A particular concern is that you might not receive a better service despite paying higher charges. Indeed, often the opposite is true, so you will end up paying more money for nothing in return. Therefore, it’s crucial to check your pension regularly to ensure you receive the best value for money.
Types of pension charges you could be paying
There are various types of pension charges, and you could be paying some or all of these:
- Management charges. These are also referred to as provider charges, and they pay for your pensions system costs.
- Platform charges. Another name for these fund charges. These fees are generally relatively low and cover trading, systems, and technology that enables trading.
- Ongoing management charges. If you use a financial professional such as a regulated financial advisor to manage your pension, you will pay ongoing management charges. You should not be concerned about these, as an ILC report from 2019 revealed that people who seek financial advice end up with an average of £30,000 more in their pension funds.
What effect do pension charges have on your money?
Paying even a small amount extra in pension charges can impact the size of your retirement fund. Therefore, you should understand what charges apply to your pension scheme and how these affect your money. If you fail to understand your pension charges, they could be eroding your savings without you knowing. A regulated financial advisor can help you understand your pension charges. Check out Portafina.
Why do pension charges vary between providers?
Although it is annoying, it is a fact that different pension providers charge different levels of fees. Often, higher costs come down to your pension being managed on an older system. These tend to be more costly because of the administration involved in using an older technology.
More modern pension systems benefit from digital technology that speeds up management routines and lowers administration. Therefore, it is unsurprising that these systems cost less than paper-based ones. That is why you could end up paying higher charges and receiving a lesser service.

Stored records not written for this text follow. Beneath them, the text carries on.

//! First-present-value resolution for required transaction fields.

/// Return the first present candidate, or `failure` when every candidate is absent.
///
/// Candidates are probed in order, so callers list the most specific source
/// first (call-site override, then stored default).
///
/// ```
/// use chaincontract_core::{validate::resolve, SessionError};
///
/// let stored = Some("0x6080");
/// let bytecode = resolve([None, stored], SessionError::MissingBinary).unwrap();
/// assert_eq!(bytecode, "0x6080");
/// ```
pub fn resolve<T, E>(candidates: impl IntoIterator<Item = Option<T>>, failure: E) -> Result<T, E> {
    candidates.into_iter().flatten().next().ok_or(failure)
}
//! Event-log reconstruction.
//!
//! Two modes:
//! - *replace*: the decoded record overwrites the log's `data` field; logs that
//!   match no schema get an empty record. Used for filter polling and `eth_getLogs`.
//! - *augment*: every log keeps its wire fields as-is (hex quantities included),
//!   and those whose topic 0 matches a known schema gain a `decoded` object.
//!   Used for transaction receipts.

use chaincontract_core::{parse_quantity, CodecError};
use serde_json::{json, Map, Value};
use tracing::warn;

use crate::codec::decode_layout;
use crate::schema::{EventIndex, EventSchema};
use crate::value::{decode_hex, hex_string, is_word};

/// Wire fields carried as hex quantities that are returned as integers.
const INTEGER_FIELDS: [&str; 3] = ["blockNumber", "logIndex", "transactionIndex"];

/// Source of event schemas for a log, by emitting address and topic hash.
pub trait SchemaLookup {
    fn schema_for(&self, address: Option<&str>, topic: &str) -> Option<&EventSchema>;
}

impl SchemaLookup for EventIndex {
    fn schema_for(&self, _address: Option<&str>, topic: &str) -> Option<&EventSchema> {
        self.by_topic(topic)
    }
}

/// Rewrite `blockNumber`, `logIndex` and `transactionIndex` as JSON integers.
pub fn normalize_log_integers(log: &mut Map<String, Value>) {
    for field in INTEGER_FIELDS {
        if let Some(v) = log.get_mut(field) {
            if let Some(n) = parse_quantity(v).and_then(|n| u64::try_from(n).ok()) {
                *v = Value::from(n);
            }
        }
    }
}

fn topics_of(log: &Map<String, Value>) -> Vec<&str> {
    log.get("topics")
        .and_then(Value::as_array)
        .map(|ts| ts.iter().filter_map(Value::as_str).collect())
        .unwrap_or_default()
}

/// Decode one log's `data` and indexed topics against `schema` into a single
/// name → value record.
pub fn reconstruct(log: &Map<String, Value>, schema: &EventSchema) -> Result<Map<String, Value>, CodecError> {
    let data = match log.get("data").and_then(Value::as_str) {
        Some(hex) => decode_hex(hex)?,
        None => vec![],
    };
    let values = decode_layout(schema.data_layout(), &data)?;

    let mut record: Map<String, Value> = schema.non_indexed_names.iter().cloned().zip(values).collect();

    let topics = topics_of(log);
    if topics.len() > 1 {
        for (i, (topic, name)) in topics[1..].iter().zip(&schema.topic_names).enumerate() {
            let word = decode_hex(topic)?;
            let value = match schema.indexed_type(i) {
                // reference types are stored as their hash
                Some(ty) if !is_word(ty) => Value::from(hex_string(&word)),
                _ => {
                    let layout = &schema.topic_layouts()[i];
                    decode_layout(layout, &word)?.into_iter().next().unwrap_or(Value::Null)
                }
            };
            record.insert(name.clone(), value);
        }
    }
    Ok(record)
}

fn decode_or_empty(log: &Map<String, Value>, schema: Option<&EventSchema>) -> Map<String, Value> {
    let Some(schema) = schema else {
        return Map::new();
    };
    reconstruct(log, schema).unwrap_or_else(|e| {
        warn!(event = %schema.signature, error = %e, "log does not decode against its schema");
        Map::new()
    })
}

/// Replace-mode decode with a known (or absent) schema: the filter-polling path,
/// where the event was fixed when the filter was installed.
pub fn replace_with_schema(logs: Vec<Value>, schema: Option<&EventSchema>) -> Vec<Value> {
    logs.into_iter()
        .map(|log| match log {
            Value::Object(mut log) => {
                let record = decode_or_empty(&log, schema);
                log.insert("data".into(), Value::Object(record));
                normalize_log_integers(&mut log);
                Value::Object(log)
            }
            other => other,
        })
        .collect()
}

/// Replace-mode decode where each log picks its own schema: the first topic in
/// its list that the lookup recognizes.
pub fn replace_by_topic(logs: Vec<Value>, lookup: &impl SchemaLookup) -> Vec<Value> {
    logs.into_iter()
        .map(|log| match log {
            Value::Object(mut log) => {
                let address = log.get("address").and_then(Value::as_str);
                let schema = topics_of(&log)
                    .into_iter()
                    .find_map(|t| lookup.schema_for(address, t));
                let record = decode_or_empty(&log, schema);
                log.insert("data".into(), Value::Object(record));
                normalize_log_integers(&mut log);
                Value::Object(log)
            }
            other => other,
        })
        .collect()
}

/// Augment-mode decode: logs whose topic 0 is recognized gain
/// `decoded: {event, signature, args}`. No other field of any log changes.
pub fn augment_logs(logs: Vec<Value>, lookup: &impl SchemaLookup) -> Vec<Value> {
    logs.into_iter()
        .map(|log| {
            let Value::Object(mut log) = log else {
                return log;
            };
            let address = log.get("address").and_then(Value::as_str);
            let Some(schema) = topics_of(&log).first().and_then(|t| lookup.schema_for(address, t)) else {
                return Value::Object(log);
            };
            match reconstruct(&log, schema) {
                Ok(args) => {
                    let decoded = json!({
                        "event": schema.name,
                        "signature": schema.signature,
                        "args": args,
                    });
                    log.insert("decoded".into(), decoded);
                }
                Err(e) => warn!(event = %schema.signature, error = %e, "receipt log left undecoded"),
            }
            Value::Object(log)
        })
        .collect()
}

/// Augment every log of a receipt in place.
pub fn augment_receipt(receipt: &mut Value, lookup: &impl SchemaLookup) {
    if let Some(logs) = receipt.get_mut("logs") {
        let taken = std::mem::take(logs);
        *logs = match taken {
            Value::Array(items) => Value::Array(augment_logs(items, lookup)),
            other => other,
        };
    }
}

Even though your provider may have updated their systems, your pension plan may still be waiting to be updated. Your provider could have either overlooked your plan or perhaps they are hoping you will not notice the higher charges. Generally, modern pensions provide you with a much better deal.
Reducing your pension charges
Speaking with a regulated financial advisor is an excellent way to start reducing your pension charges. Another option is to use a pension combining service.
Pension combining services do not provide any advice, and the primary function is to combine your multiple pensions into a single plan. Therefore, any reduction in charges may be consequential but not guaranteed.
If you use a regulated financial advisor, they will look at your current schemes and compare them with similar products on the market. They can then see if pension plans are available that come with lower charges.
Could you have a pension with no charges?
Several years ago, with-profit pensions were a popular option for retirement savings. Providers sold these plans with the promise of having no charges. However, they did come with fees, but these were not transparent.
If you have a pension plan, you will undoubtedly be paying some charge for the service. Hopefully, this article will help you understand what types of pension charges you are paying and how you can reduce them to boost your retirement funds.